The CDC conducted the National Health Interview Survey with about 35,000 households participating in the survey. The individuals were aged 18 to 64, according to The New York Daily News with more than 200,000 subjects in all states, “across all ethnic and socioeconomic groups.” Weissman said that the data suggested that many Americans’ “emotional functioning” can lead to a “lower quality of life and life expectancy.” She went on to add that the data may also suggest why the suicide rate has increased.
Those who suffer from serious psychological distress or stress often do not seek help. Dr. Weissman does not know why, however, theorizing that the lack of care could be from “shortages” in health care, increasing costs, the recession, and other reasons. EurekAlert reported that from the years 2006 to 2014, Americans access to medical care decreased for people suffering from stress, anxiety, depression and other forms of severe psychological distress compared to those “who did not report SPD.”
Dr. Weismann and her team fears that stress and other forms of severe psychological distress worsened. Even with the Affordable Care Act, more Americans are still suffering from an undiagnosed mental health issues. She hopes that the study will help other healthcare providers as a “baseline” report, EurekAlert! said. Speaking with CBS News, Weismann said that cases of mental illness are increasing, and access to care is getting worse for the mentally ill.
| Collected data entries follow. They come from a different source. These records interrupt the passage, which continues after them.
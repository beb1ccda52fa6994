// Copyright 2026 Laddkarta Contributors
//
// Licensed under the Apache License, Version 2.0 (the "License");
// you may not use this file except in compliance with the License.
// You may obtain a copy of the License at
//
//     http://www.apache.org/licenses/LICENSE-2.0
//
// Unless required by applicable law or agreed to in writing, software
// distributed under the License is distributed on an "AS IS" BASIS,
// WITHOUT WARRANTIES OR CONDITIONS OF ANY KIND, either express or implied.
// See the License for the specific language governing permissions and
// limitations under the License.

//! Visibility filtering by current type.
//!
//! Both the marker layer and the list view render the subset produced
//! here, so the filter is the single source of truth for what is visible.

use crate::model::{CurrentType, Station};

/// Visibility flags for the two station types.
///
/// The flags are independent; a station is kept when the flag for its own
/// type is set. Both default to on (show everything). Filter state lives
/// for the session only and is never persisted.
#[derive(Debug, Clone, Copy, PartialEq, Eq)]
pub struct FilterState {
    pub show_ac: bool,
    pub show_dc: bool,
}

impl Default for FilterState {
    fn default() -> Self {
        Self {
            show_ac: true,
            show_dc: true,
        }
    }
}

impl FilterState {
    /// Whether a single station passes the filter.
    #[must_use]
    pub fn matches(&self, station: &Station) -> bool {
        match station.station_type {
            CurrentType::Ac => self.show_ac,
            CurrentType::Dc => self.show_dc,
        }
    }

    /// Filter a station list, preserving the original relative order.
    ///
    /// Pure and referentially transparent: the same inputs always yield
    /// the same ordered subset. No re-sort takes place.
    #[must_use]
    pub fn apply<'a>(&self, stations: &'a [Station]) -> Vec<&'a Station> {
        stations.iter().filter(|s| self.matches(s)).collect()
    }
}
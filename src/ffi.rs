//! FFI bindings for Synheart Sentinel
//!
//! This module provides C-compatible functions for calling Sentinel from other languages.
//! All functions use C strings (null-terminated) and return allocated memory that
//! must be freed by the caller using `sentinel_free_string`.

use std::cell::RefCell;
use std::ffi::{CStr, CString};
use std::os::raw::c_char;
use std::ptr;
use std::sync::Arc;

use uuid::Uuid;

use crate::config::DetectionConfig;
use crate::ml::MlSignal;
use crate::pipeline::{compute_baseline_json, detect_json, DetectionEngine};
use crate::store::{AckTransition, InMemoryStore};
use crate::types::MetricSample;

// Thread-local storage for the last error message
thread_local! {
    static LAST_ERROR: RefCell<Option<CString>> = const { RefCell::new(None) };
}

fn set_last_error(msg: &str) {
    LAST_ERROR.with(|e| {
        *e.borrow_mut() = CString::new(msg).ok();
    });
}

fn clear_last_error() {
    LAST_ERROR.with(|e| {
        *e.borrow_mut() = None;
    });
}

/// Read a required string argument
unsafe fn required_arg(ptr: *const c_char, name: &str) -> Result<String, String> {
    if ptr.is_null() {
        return Err(format!("Null {} pointer", name));
    }
    CStr::from_ptr(ptr)
        .to_str()
        .map(|s| s.to_string())
        .map_err(|_| format!("Invalid {} string (not UTF-8)", name))
}

/// Read an optional string argument; NULL means absent
unsafe fn optional_arg(ptr: *const c_char, name: &str) -> Result<Option<String>, String> {
    if ptr.is_null() {
        return Ok(None);
    }
    required_arg(ptr, name).map(Some)
}

/// Helper to convert Rust string to C string (caller must free)
fn string_to_cstr(s: &str) -> *mut c_char {
    match CString::new(s) {
        Ok(cstr) => cstr.into_raw(),
        Err(_) => ptr::null_mut(),
    }
}

/// Hand a JSON result to the caller, or record the error and return NULL
fn json_result<E: ToString>(result: Result<String, E>) -> *mut c_char {
    match result {
        Ok(json) => string_to_cstr(&json),
        Err(e) => {
            set_last_error(&e.to_string());
            ptr::null_mut()
        }
    }
}

// ============================================================================
// Stateless API
// ============================================================================

/// Compute a baseline from a JSON array of daily samples.
///
/// # Safety
/// - `history_json` must be a valid null-terminated C string.
/// - Returns a newly allocated string that must be freed with `sentinel_free_string`.
/// - Returns NULL on error; call `sentinel_last_error` to get the error message.
#[no_mangle]
pub unsafe extern "C" fn sentinel_compute_baseline(history_json: *const c_char) -> *mut c_char {
    clear_last_error();

    let history = match required_arg(history_json, "history_json") {
        Ok(s) => s,
        Err(e) => {
            set_last_error(&e);
            return ptr::null_mut();
        }
    };

    json_result(compute_baseline_json(&history))
}

/// Detect anomalies for one sample and return the detection outcome JSON.
///
/// # Safety
/// - `sample_json` must be a valid null-terminated C string.
/// - `baseline_json` and `ml_signal_json` may be NULL (absent) or valid C strings.
/// - Returns a newly allocated string that must be freed with `sentinel_free_string`.
/// - Returns NULL on error; call `sentinel_last_error` to get the error message.
#[no_mangle]
pub unsafe extern "C" fn sentinel_detect(
    sample_json: *const c_char,
    baseline_json: *const c_char,
    ml_signal_json: *const c_char,
) -> *mut c_char {
    clear_last_error();

    let args = required_arg(sample_json, "sample_json").and_then(|sample| {
        let baseline = optional_arg(baseline_json, "baseline_json")?;
        let ml_signal = optional_arg(ml_signal_json, "ml_signal_json")?;
        Ok((sample, baseline, ml_signal))
    });

    match args {
        Ok((sample, baseline, ml_signal)) => json_result(detect_json(
            &sample,
            baseline.as_deref(),
            ml_signal.as_deref(),
        )),
        Err(e) => {
            set_last_error(&e);
            ptr::null_mut()
        }
    }
}

// ============================================================================
// Stateful Engine API
// ============================================================================

/// Opaque handle to a DetectionEngine over an in-memory store
pub struct SentinelEngineHandle {
    engine: DetectionEngine<InMemoryStore>,
}

/// Create a new engine.
///
/// # Safety
/// - `config_json` may be NULL (defaults) or a valid null-terminated C string.
/// - Returns a pointer that must be freed with `sentinel_engine_free`.
/// - Returns NULL on error.
#[no_mangle]
pub unsafe extern "C" fn sentinel_engine_new(config_json: *const c_char) -> *mut SentinelEngineHandle {
    clear_last_error();

    let config = match optional_arg(config_json, "config_json") {
        Ok(None) => Ok(DetectionConfig::default()),
        Ok(Some(json)) => DetectionConfig::from_json(&json).map_err(|e| e.to_string()),
        Err(e) => Err(e),
    };

    let engine = config.and_then(|config| {
        DetectionEngine::with_config(Arc::new(InMemoryStore::new()), config)
            .map_err(|e| e.to_string())
    });

    match engine {
        Ok(engine) => Box::into_raw(Box::new(SentinelEngineHandle { engine })),
        Err(e) => {
            set_last_error(&e);
            ptr::null_mut()
        }
    }
}

/// Free an engine.
///
/// # Safety
/// - `engine` must be a valid pointer returned by `sentinel_engine_new`, or NULL.
/// - After calling this function, the pointer is invalid.
#[no_mangle]
pub unsafe extern "C" fn sentinel_engine_free(engine: *mut SentinelEngineHandle) {
    if !engine.is_null() {
        drop(Box::from_raw(engine));
    }
}

/// Add (or correct) a historical daily sample.
///
/// # Safety
/// - `engine` must be a valid pointer returned by `sentinel_engine_new`.
/// - `sample_json` must be a valid null-terminated C string.
/// - Returns 0 on success, -1 on error (see `sentinel_last_error`).
#[no_mangle]
pub unsafe extern "C" fn sentinel_engine_add_sample(
    engine: *mut SentinelEngineHandle,
    sample_json: *const c_char,
) -> i32 {
    clear_last_error();

    if engine.is_null() {
        set_last_error("Null engine pointer");
        return -1;
    }
    let handle = &*engine;

    let sample = required_arg(sample_json, "sample_json").and_then(|json| {
        let sample: MetricSample = serde_json::from_str(&json).map_err(|e| e.to_string())?;
        sample.validate().map_err(|e| e.to_string())?;
        Ok(sample)
    });

    match sample {
        Ok(sample) => {
            handle.engine.store().upsert_sample(sample);
            0
        }
        Err(e) => {
            set_last_error(&e);
            -1
        }
    }
}

/// Run the daily detection for a sample and return the report JSON.
///
/// # Safety
/// - `engine` must be a valid pointer returned by `sentinel_engine_new`.
/// - `sample_json` must be a valid null-terminated C string.
/// - `ml_signal_json` may be NULL (no ML signal) or a valid C string.
/// - Returns a newly allocated string that must be freed with `sentinel_free_string`.
/// - Returns NULL on error; call `sentinel_last_error` to get the error message.
#[no_mangle]
pub unsafe extern "C" fn sentinel_engine_process_day(
    engine: *mut SentinelEngineHandle,
    sample_json: *const c_char,
    ml_signal_json: *const c_char,
) -> *mut c_char {
    clear_last_error();

    if engine.is_null() {
        set_last_error("Null engine pointer");
        return ptr::null_mut();
    }
    let handle = &*engine;

    let report = required_arg(sample_json, "sample_json").and_then(|json| {
        let sample: MetricSample = serde_json::from_str(&json).map_err(|e| e.to_string())?;
        let ml_signal = optional_arg(ml_signal_json, "ml_signal_json")?
            .map(|json| serde_json::from_str::<MlSignal>(&json))
            .transpose()
            .map_err(|e| e.to_string())?;
        let report = handle
            .engine
            .process_day(&sample, ml_signal)
            .map_err(|e| e.to_string())?;
        serde_json::to_string(&report).map_err(|e| e.to_string())
    });

    json_result(report)
}

/// Acknowledge an anomaly by id.
///
/// # Safety
/// - `engine` must be a valid pointer returned by `sentinel_engine_new`.
/// - `anomaly_id` must be a valid null-terminated C string holding a UUID.
/// - Returns 0 when newly acknowledged, 1 when it already was, -1 on error.
#[no_mangle]
pub unsafe extern "C" fn sentinel_engine_acknowledge(
    engine: *mut SentinelEngineHandle,
    anomaly_id: *const c_char,
) -> i32 {
    clear_last_error();

    if engine.is_null() {
        set_last_error("Null engine pointer");
        return -1;
    }
    let handle = &*engine;

    let transition = required_arg(anomaly_id, "anomaly_id").and_then(|id| {
        let id = Uuid::parse_str(&id).map_err(|e| e.to_string())?;
        handle.engine.tracker().acknowledge(id).map_err(|e| e.to_string())
    });

    match transition {
        Ok(AckTransition::Acknowledged) => 0,
        Ok(AckTransition::AlreadyAcknowledged) => 1,
        Err(e) => {
            set_last_error(&e);
            -1
        }
    }
}

/// Unacknowledged anomalies for a user as a JSON array.
///
/// # Safety
/// - `engine` must be a valid pointer returned by `sentinel_engine_new`.
/// - `user_id` must be a valid null-terminated C string.
/// - Returns a newly allocated string that must be freed with `sentinel_free_string`.
/// - Returns NULL on error; call `sentinel_last_error` to get the error message.
#[no_mangle]
pub unsafe extern "C" fn sentinel_engine_pending(
    engine: *mut SentinelEngineHandle,
    user_id: *const c_char,
) -> *mut c_char {
    clear_last_error();

    if engine.is_null() {
        set_last_error("Null engine pointer");
        return ptr::null_mut();
    }
    let handle = &*engine;

    let pending = required_arg(user_id, "user_id").and_then(|user_id| {
        let pending = handle
            .engine
            .tracker()
            .pending(&user_id)
            .map_err(|e| e.to_string())?;
        serde_json::to_string(&pending).map_err(|e| e.to_string())
    });

    json_result(pending)
}

// ============================================================================
// Memory Management
// ============================================================================

/// Free a string returned by Sentinel functions.
///
/// # Safety
/// - `ptr` must be a valid pointer returned by a Sentinel function, or NULL.
/// - After calling this function, the pointer is invalid.
#[no_mangle]
pub unsafe extern "C" fn sentinel_free_string(ptr: *mut c_char) {
    if !ptr.is_null() {
        drop(CString::from_raw(ptr));
    }
}

// ============================================================================
// Error Handling
// ============================================================================

/// Get the last error message.
///
/// # Safety
/// - Returns a pointer to a thread-local error string.
/// - The returned pointer is valid until the next Sentinel function call on this thread.
/// - Do NOT free the returned pointer.
/// - Returns NULL if no error occurred.
#[no_mangle]
pub unsafe extern "C" fn sentinel_last_error() -> *const c_char {
    LAST_ERROR.with(|e| match &*e.borrow() {
        Some(cstr) => cstr.as_ptr(),
        None => ptr::null(),
    })
}

// ============================================================================
// Version Information
// ============================================================================

/// Get the Sentinel library version.
///
/// # Safety
/// - Returns a pointer to a static string. Do NOT free.
#[no_mangle]
pub unsafe extern "C" fn sentinel_version() -> *const c_char {
    static VERSION: &[u8] = concat!(env!("CARGO_PKG_VERSION"), "\0").as_bytes();
    VERSION.as_ptr() as *const c_char
}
More research must be conducted to understand why more Americans suffer from stress, anxiety, and depression. Weismann and her team of researchers hope to study how the underreporting of severe psychological distress impact doctors practices and pushes alternate health care services, EurekAlert reported. Dr. Weissman added that psychiatrists and other mental healthcare providers need to be added to primary care physicians’ offices, CBS News said. She said that if there are linkages of care for mental illness within primary care, the people who have mental illnesses can be helped for that, even if they came in for a non-related reason.